Un soleil radieux irisait l’air autour de nous. Partout des arcs-en-ciel illuminaient l’atmosphère de leurs teintes douces et argentées. Les coulées de glace durcie qui pendaient le long des rocs, de chaque côté, semblaient autant d’énormes joyaux.

Je quittai ce balcon avec chagrin. Et nous descendîmes dans d’étroites cages qui glissaient doucement dans un tube ménagé dans une fissure de l’énorme rocher. Nous arrivions sous les chutes. Elles sont là presque au-dessus de nos têtes, nous éclaboussant de gouttelettes bleues, roses, mauves !

En face de nous, et nous défendant contre la chute, est un amoncellement de glaçons qui ne forment plus qu’une seule petite montagne. Nous l’escaladons tant bien que mal. Mon lourd manteau de fourrure me fatigue. Je l’enlève à moitié route, le laisse glisser sur le flanc de la montagne de glace. Je le retrouvai en bas. Je reste ainsi en robe de drap blanc avec une légère blouse de satin.

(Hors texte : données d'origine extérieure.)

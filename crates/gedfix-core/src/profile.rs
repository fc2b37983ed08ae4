//! Rule profiles.
//!
//! A [`Profile`] is an immutable bundle of everything that tunes a run:
//! which stages are enabled, the merge thresholds, the annotation prefix,
//! and the scoring weights. Profiles live in a [`ProfileTable`] that the
//! caller owns and may extend; nothing here reads files.
//!
//! # Built-in profiles
//!
//! | Name            | Stages                         | Auto merge | Review |
//! |-----------------|--------------------------------|-----------:|-------:|
//! | `standard`      | dates, standardize             |        n/a |    n/a |
//! | `aggressive`    | all                            |         98 |     92 |
//! | `ultra`         | all                            |         95 |     88 |
//! | `comprehensive` | all                            |        100 |     85 |

use std::collections::BTreeMap;

use serde::{Deserialize, Serialize};

use crate::error::ProfileError;

/// Events and attributes deduplicated per owner; `MARR` is the family event.
pub const DEFAULT_FACT_TAGS: [&str; 23] = [
    "BIRT", "DEAT", "CHR", "BAPM", "BURI", "CREM", "ADOP", "CONF", "FCOM", "ORDN", "NATU", "EMIG",
    "IMMI", "CENS", "PROB", "WILL", "GRAD", "RETI", "EVEN", "OCCU", "RESI", "EDUC", "MARR",
];

pub const DEFAULT_NOTE_PREFIX: &str = "AutoFix:";

/// Per-stage on/off switches.
#[derive(Debug, Clone, Copy, PartialEq, Eq, Serialize, Deserialize)]
pub struct StageToggles {
    pub dates: bool,
    pub standardize: bool,
    pub fact_dedup: bool,
    pub person_dedup: bool,
    pub link_dedup: bool,
    pub validate: bool,
}

impl StageToggles {
    pub fn all() -> Self {
        Self {
            dates: true,
            standardize: true,
            fact_dedup: true,
            person_dedup: true,
            link_dedup: true,
            validate: true,
        }
    }

    pub fn normalizers_only() -> Self {
        Self {
            dates: true,
            standardize: true,
            fact_dedup: false,
            person_dedup: false,
            link_dedup: false,
            validate: false,
        }
    }

    /// Read-only inspection: date classification and validation.
    pub fn scan() -> Self {
        Self {
            dates: true,
            standardize: false,
            fact_dedup: false,
            person_dedup: false,
            link_dedup: false,
            validate: true,
        }
    }
}

/// Completeness Score weights for one fact.
#[derive(Debug, Clone, Copy, PartialEq, Eq, Serialize, Deserialize)]
pub struct CompletenessWeights {
    pub existence: u32,
    pub date: u32,
    pub place: u32,
    pub source: u32,
    pub note: u32,
    /// Per descendant two or more levels below the fact.
    pub deep_descendant: u32,
}

impl Default for CompletenessWeights {
    fn default() -> Self {
        Self {
            existence: 1,
            date: 10,
            place: 5,
            source: 3,
            note: 2,
            deep_descendant: 1,
        }
    }
}

/// Similarity Score weights for a pair of persons.
#[derive(Debug, Clone, Copy, PartialEq, Serialize, Deserialize)]
pub struct SimilarityWeights {
    pub same_birth_year: f64,
    pub near_birth_year: f64,
    /// Largest year difference still counted as near.
    pub near_year_window: u32,
    /// Added (usually negative) when the years differ by more than `far_year_window`.
    pub far_birth_year: f64,
    pub far_year_window: u32,
    pub same_sex: f64,
    pub different_sex: f64,
    pub cap: f64,
}

impl Default for SimilarityWeights {
    fn default() -> Self {
        Self {
            same_birth_year: 20.0,
            near_birth_year: 10.0,
            near_year_window: 2,
            far_birth_year: -15.0,
            far_year_window: 10,
            same_sex: 5.0,
            different_sex: -10.0,
            cap: 100.0,
        }
    }
}

#[derive(Debug, Clone, PartialEq, Serialize, Deserialize)]
pub struct Profile {
    pub name: String,
    pub stages: StageToggles,
    pub auto_merge_threshold: f64,
    pub review_threshold: f64,
    pub note_prefix: String,
    /// Fail the whole run on an unverifiable merge.
    pub strict: bool,
    pub fact_tags: Vec<String>,
    pub standardized_tags: Vec<String>,
    pub completeness: CompletenessWeights,
    pub similarity: SimilarityWeights,
    /// Required child tags per record tag.
    pub schema: BTreeMap<String, Vec<String>>,
}

impl Profile {
    fn builtin(name: &str, stages: StageToggles, auto: f64, review: f64) -> Self {
        Self {
            name: name.to_string(),
            stages,
            auto_merge_threshold: auto,
            review_threshold: review,
            note_prefix: DEFAULT_NOTE_PREFIX.to_string(),
            strict: false,
            fact_tags: strings(&DEFAULT_FACT_TAGS),
            standardized_tags: strings(&["NAME", "SURN", "PLAC"]),
            completeness: CompletenessWeights::default(),
            similarity: SimilarityWeights::default(),
            schema: BTreeMap::from([("INDI".to_string(), strings(&["NAME"]))]),
        }
    }

    /// Derive a new profile from this one under another name.
    pub fn derive(&self, name: impl Into<String>) -> Self {
        Self {
            name: name.into(),
            ..self.clone()
        }
    }

    pub fn is_fact_tag(&self, tag: &str) -> bool {
        self.fact_tags.iter().any(|t| t == tag)
    }

    pub fn is_standardized_tag(&self, tag: &str) -> bool {
        self.standardized_tags.iter().any(|t| t == tag)
    }

    pub fn validate(&self) -> Result<(), ProfileError> {
        check_threshold("auto_merge_threshold", self.auto_merge_threshold)?;
        check_threshold("review_threshold", self.review_threshold)?;
        if self.review_threshold > self.auto_merge_threshold {
            return Err(ProfileError::InvertedThresholds {
                review: self.review_threshold,
                auto: self.auto_merge_threshold,
            });
        }
        if self.note_prefix.trim().is_empty() {
            return Err(ProfileError::EmptyNotePrefix);
        }
        Ok(())
    }

    pub fn apply(&self, overrides: &ProfileOverrides) -> Self {
        let mut profile = self.clone();
        if let Some(v) = overrides.auto_merge_threshold {
            profile.auto_merge_threshold = v;
        }
        if let Some(v) = overrides.review_threshold {
            profile.review_threshold = v;
        }
        if let Some(v) = &overrides.note_prefix {
            profile.note_prefix = v.clone();
        }
        if let Some(v) = overrides.strict {
            profile.strict = v;
        }
        if let Some(v) = overrides.stages {
            profile.stages = v;
        }
        if let Some(v) = &overrides.schema {
            profile.schema = v.clone();
        }
        profile
    }
}

fn check_threshold(name: &'static str, value: f64) -> Result<(), ProfileError> {
    if value.is_finite() && value >= 0.0 {
        Ok(())
    } else {
        Err(ProfileError::InvalidThreshold { name, value })
    }
}

fn strings(items: &[&str]) -> Vec<String> {
    items.iter().map(|s| s.to_string()).collect()
}

/// Caller-supplied adjustments applied on top of a named profile.
#[derive(Debug, Clone, Default, PartialEq)]
pub struct ProfileOverrides {
    pub auto_merge_threshold: Option<f64>,
    pub review_threshold: Option<f64>,
    pub note_prefix: Option<String>,
    pub strict: Option<bool>,
    pub stages: Option<StageToggles>,
    pub schema: Option<BTreeMap<String, Vec<String>>>,
}

/// Ordered name → profile table.
#[derive(Debug, Clone, PartialEq)]
pub struct ProfileTable {
    profiles: Vec<Profile>,
}

impl Default for ProfileTable {
    fn default() -> Self {
        Self {
            profiles: vec![
                Profile::builtin("standard", StageToggles::normalizers_only(), 98.0, 92.0),
                Profile::builtin("aggressive", StageToggles::all(), 98.0, 92.0),
                Profile::builtin("ultra", StageToggles::all(), 95.0, 88.0),
                Profile::builtin("comprehensive", StageToggles::all(), 100.0, 85.0),
            ],
        }
    }
}

impl ProfileTable {
    pub fn new() -> Self {
        Self::default()
    }

    pub fn get(&self, name: &str) -> Option<&Profile> {
        self.profiles.iter().find(|p| p.name == name)
    }

    pub fn iter(&self) -> impl Iterator<Item = &Profile> {
        self.profiles.iter()
    }

    /// Insert or replace by name; returns the replaced profile.
    pub fn insert(&mut self, profile: Profile) -> Option<Profile> {
        match self.profiles.iter_mut().find(|p| p.name == profile.name) {
            Some(slot) => Some(std::mem::replace(slot, profile)),
            None => {
                self.profiles.push(profile);
                None
            }
        }
    }

    /// Look up `name`, apply `overrides`, and validate the result.
    pub fn resolve(&self, name: &str, overrides: &ProfileOverrides) -> Result<Profile, ProfileError> {
        let base = self
            .get(name)
            .ok_or_else(|| ProfileError::UnknownProfile(name.to_string()))?;
        let profile = base.apply(overrides);
        profile.validate()?;
        Ok(profile)
    }
}
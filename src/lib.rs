//! # gedfix
//!
//! Command-line front end for the `gedfix-core` engine.
//!
//! ## Architecture
//!
//! ```text
//! ┌──────────┐   ┌──────────────────────────────────────────┐   ┌──────────┐
//! │  bytes   │──▶│ gedfix-core                              │──▶│ .ged out │
//! │ (decode) │   │ parse → dates → standardize → facts →    │   │ report   │
//! └──────────┘   │ persons → links → facts → validate       │   └──────────┘
//!                └──────────────────────────────────────────┘
//! ```
//!
//! ## Modules
//!
//! | Module | Purpose |
//! |--------|---------|
//! | [`config`] | TOML configuration parsing and custom profiles |
//! | [`fix`] | Decoding, running the engine, writing output and reports |

pub mod config;
pub mod fix;
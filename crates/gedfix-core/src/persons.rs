//! Person deduplication.
//!
//! # Algorithm
//!
//! 1. Summarize every `INDI` that has a name: folded name key, birth year
//!    (first 3–4 digit token of the `DATE` of the most complete `BIRT`), sex.
//! 2. Score every unordered pair:
//!    `min(cap, levenshtein% + year term + sex term)`. Pairs below the review
//!    threshold are dropped; the rest are ordered by score, then position.
//! 3. Pairs at or above the auto-merge threshold are merged; pairs touching
//!    a record already merged away are skipped. Merging can make new pairs
//!    similar, so steps 1–3 repeat until a round merges nothing. The pairs
//!    of that last round that fall between the thresholds are reported as
//!    `merge_candidate`.
//!
//! A merge runs on a copy of the document and is committed only once no
//! reference to the removed identifier is left.

use std::cmp::Ordering;
use std::collections::HashSet;

use tracing::{debug, warn};
use unicode_normalization::char::is_combining_mark;
use unicode_normalization::UnicodeNormalization;

use crate::error::MergeConsistencyError;
use crate::facts::fact_score;
use crate::line::reference_target;
use crate::profile::{Profile, SimilarityWeights};
use crate::report::{ReportBuilder, Severity};
use crate::tree::{Document, Record};

pub const STAGE: &str = "persons";

/// Comparison view of one person record.
#[derive(Debug, Clone, PartialEq)]
pub struct PersonSummary {
    pub xref: String,
    pub position: usize,
    pub name_key: String,
    pub birth_year: Option<i32>,
    pub sex: Option<char>,
}

impl PersonSummary {
    /// `None` for records without an identifier or a non-empty `NAME`.
    pub fn from_record(record: &Record, position: usize, profile: &Profile) -> Option<Self> {
        let xref = record.xref()?;
        let name_key = name_key(record.child("NAME")?.value());
        if name_key.is_empty() {
            return None;
        }
        Some(Self {
            xref: xref.to_string(),
            position,
            name_key,
            birth_year: birth_year(record, profile),
            sex: sex(record),
        })
    }
}

/// Display name folded for comparison: no surname slashes, no diacritics,
/// lowercase, single spaces.
pub fn name_key(name: &str) -> String {
    name.replace('/', " ")
        .nfd()
        .filter(|c| !is_combining_mark(*c))
        .collect::<String>()
        .to_lowercase()
        .split_whitespace()
        .collect::<Vec<_>>()
        .join(" ")
}

/// Read from the `BIRT` fact deduplication would keep, so the year does not
/// shift when the other births are dropped.
fn birth_year(record: &Record, profile: &Profile) -> Option<i32> {
    let mut best: Option<(&Record, u32)> = None;
    for birth in record.children_with_tag("BIRT") {
        let score = fact_score(birth, profile);
        if best.map_or(true, |(_, top)| score > top) {
            best = Some((birth, score));
        }
    }
    let date = best?.0.child("DATE")?;
    date.value()
        .split(|c: char| !c.is_ascii_digit())
        .find(|t| (3..=4).contains(&t.len()))
        .and_then(|t| t.parse().ok())
}

fn sex(record: &Record) -> Option<char> {
    match record.child("SEX")?.value().trim().to_uppercase().as_str() {
        "M" => Some('M'),
        "F" => Some('F'),
        _ => None,
    }
}

/// Normalized Levenshtein similarity scaled to [0, 100].
pub fn name_similarity(a: &str, b: &str) -> f64 {
    strsim::normalized_levenshtein(a, b) * 100.0
}

pub fn similarity(a: &PersonSummary, b: &PersonSummary, weights: &SimilarityWeights) -> f64 {
    let mut score = name_similarity(&a.name_key, &b.name_key);
    if let (Some(x), Some(y)) = (a.birth_year, b.birth_year) {
        let diff = x.abs_diff(y);
        if diff == 0 {
            score += weights.same_birth_year;
        } else if diff <= weights.near_year_window {
            score += weights.near_birth_year;
        } else if diff > weights.far_year_window {
            score += weights.far_birth_year;
        }
    }
    if let (Some(x), Some(y)) = (a.sex, b.sex) {
        score += if x == y {
            weights.same_sex
        } else {
            weights.different_sex
        };
    }
    score.min(weights.cap)
}

/// A scored pair, `a` before `b` in document order.
#[derive(Debug, Clone, PartialEq)]
pub struct Candidate {
    pub a: String,
    pub b: String,
    pub score: f64,
    positions: (usize, usize),
}

/// Every pair scoring at least the review threshold, best first.
pub fn find_candidates(doc: &Document, profile: &Profile) -> Vec<Candidate> {
    let people: Vec<PersonSummary> = doc
        .records()
        .iter()
        .enumerate()
        .filter(|(_, r)| r.tag() == "INDI")
        .filter_map(|(i, r)| PersonSummary::from_record(r, i, profile))
        .collect();

    let mut candidates = Vec::new();
    for (i, a) in people.iter().enumerate() {
        for b in &people[i + 1..] {
            if a.xref == b.xref {
                continue;
            }
            let score = similarity(a, b, &profile.similarity);
            if score >= profile.review_threshold {
                candidates.push(Candidate {
                    a: a.xref.clone(),
                    b: b.xref.clone(),
                    score,
                    positions: (a.position, b.position),
                });
            }
        }
    }
    candidates.sort_by(|x, y| y.score.total_cmp(&x.score).then(x.positions.cmp(&y.positions)));
    candidates
}

/// Natural ordering for identifiers: digit runs compare numerically, so
/// `@I2@` sorts before `@I10@`.
pub fn natural_cmp(a: &str, b: &str) -> Ordering {
    let mut x = a.chars().peekable();
    let mut y = b.chars().peekable();
    loop {
        match (x.peek().copied(), y.peek().copied()) {
            (None, None) => return Ordering::Equal,
            (None, Some(_)) => return Ordering::Less,
            (Some(_), None) => return Ordering::Greater,
            (Some(c), Some(d)) if c.is_ascii_digit() && d.is_ascii_digit() => {
                let m = take_digits(&mut x);
                let n = take_digits(&mut y);
                let ord = m
                    .trim_start_matches('0')
                    .len()
                    .cmp(&n.trim_start_matches('0').len())
                    .then_with(|| m.trim_start_matches('0').cmp(n.trim_start_matches('0')))
                    .then_with(|| m.len().cmp(&n.len()));
                if ord != Ordering::Equal {
                    return ord;
                }
            }
            (Some(c), Some(d)) => {
                if c != d {
                    return c.cmp(&d);
                }
                x.next();
                y.next();
            }
        }
    }
}

fn take_digits(it: &mut std::iter::Peekable<std::str::Chars<'_>>) -> String {
    let mut out = String::new();
    while let Some(c) = it.peek().copied().filter(char::is_ascii_digit) {
        out.push(c);
        it.next();
    }
    out
}

/// `(primary, secondary)`: more descendants wins, then the lower identifier.
pub fn choose_primary<'a>(doc: &Document, a: &'a str, b: &'a str) -> (&'a str, &'a str) {
    let size = |x: &str| doc.find(x).map(Record::descendant_count).unwrap_or(0);
    match size(a).cmp(&size(b)) {
        Ordering::Greater => (a, b),
        Ordering::Less => (b, a),
        Ordering::Equal => match natural_cmp(a, b) {
            Ordering::Greater => (b, a),
            _ => (a, b),
        },
    }
}

fn count_references(doc: &Document, target: &str) -> usize {
    let mut count = doc.records().iter().filter(|r| r.xref() == Some(target)).count();
    doc.walk(|_, node| {
        if reference_target(node.value()) == Some(target) {
            count += 1;
        }
    });
    count
}

/// Merge `secondary` into `primary`, returning the merged copy.
///
/// `doc` itself is never modified.
pub fn merge(
    doc: &Document,
    primary: &str,
    secondary: &str,
    score: f64,
    note_prefix: &str,
) -> Result<Document, MergeConsistencyError> {
    let inconsistent = |remaining| MergeConsistencyError {
        primary: primary.to_string(),
        secondary: secondary.to_string(),
        remaining,
    };

    let mut work = doc.clone();
    let removed = work.remove_record(secondary).ok_or_else(|| inconsistent(0))?;
    let target = work
        .records_mut()
        .iter_mut()
        .find(|r| r.xref() == Some(primary))
        .ok_or_else(|| inconsistent(0))?;
    for child in removed.children() {
        target.push_child(child.clone());
    }
    let note = format!(
        "{} Merged duplicate record {} (similarity {:.1})",
        note_prefix, secondary, score
    );
    target.push_child(Record::new(1, "NOTE", note));

    work.walk_mut(|_, node| {
        if reference_target(node.value()) == Some(secondary) {
            let rewritten = node.value().replacen(secondary, primary, 1);
            node.set_value(rewritten);
        }
    });

    match count_references(&work, secondary) {
        0 => Ok(work),
        remaining => Err(inconsistent(remaining)),
    }
}

pub fn dedupe_persons(
    doc: &mut Document,
    profile: &Profile,
    report: &mut ReportBuilder,
) -> Result<(), MergeConsistencyError> {
    let mut stage = report.stage(STAGE);
    let mut failed: HashSet<(String, String)> = HashSet::new();
    let mut round = 0;
    loop {
        round += 1;
        let candidates = find_candidates(doc, profile);
        debug!(round, candidates = candidates.len(), "persons: candidate pairs above review threshold");

        let mut merged_away: HashSet<String> = HashSet::new();
        let mut review = Vec::new();
        for cand in candidates {
            if merged_away.contains(&cand.a) || merged_away.contains(&cand.b) {
                continue;
            }
            if cand.score < profile.auto_merge_threshold {
                review.push(cand);
                continue;
            }

            let (primary, secondary) = choose_primary(doc, &cand.a, &cand.b);
            let pair = (primary.to_string(), secondary.to_string());
            if failed.contains(&pair) {
                continue;
            }
            match merge(doc, primary, secondary, cand.score, &profile.note_prefix) {
                Ok(merged) => {
                    stage.change(
                        "person_merge",
                        Some(primary),
                        "INDI",
                        Some(secondary.to_string()),
                        Some(primary.to_string()),
                    );
                    merged_away.insert(pair.1);
                    *doc = merged;
                }
                Err(err) if profile.strict => return Err(err),
                Err(err) => {
                    warn!(%err, "persons: merge rolled back");
                    stage.issue("merge_failed", Some(primary), Severity::Error, err.to_string());
                    failed.insert(pair);
                }
            }
        }

        if merged_away.is_empty() {
            for cand in review {
                stage.issue(
                    "merge_candidate",
                    Some(&cand.a),
                    Severity::Info,
                    format!(
                        "{} and {} may be the same person (similarity {:.1})",
                        cand.a, cand.b, cand.score
                    ),
                );
            }
            return Ok(());
        }
    }
}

On se récrie. Abbey retire son paletot et me le jette sur les épaules. Je m’en débarrasse vivement, et le paletot d’Abbey va rejoindre en bas ma pelisse de fourrure. La figure du pauvre imprésario est désespérée. Comme il a pris pas mal de coktails, il titube, tombe sur la glace, se relève et retombe. Et le rire gagne tout le monde. Moi, je n’ai pas froid. D’abord, je n’ai jamais froid en plein air. Je n’ai froid que dans les maisons, si je reste inactive.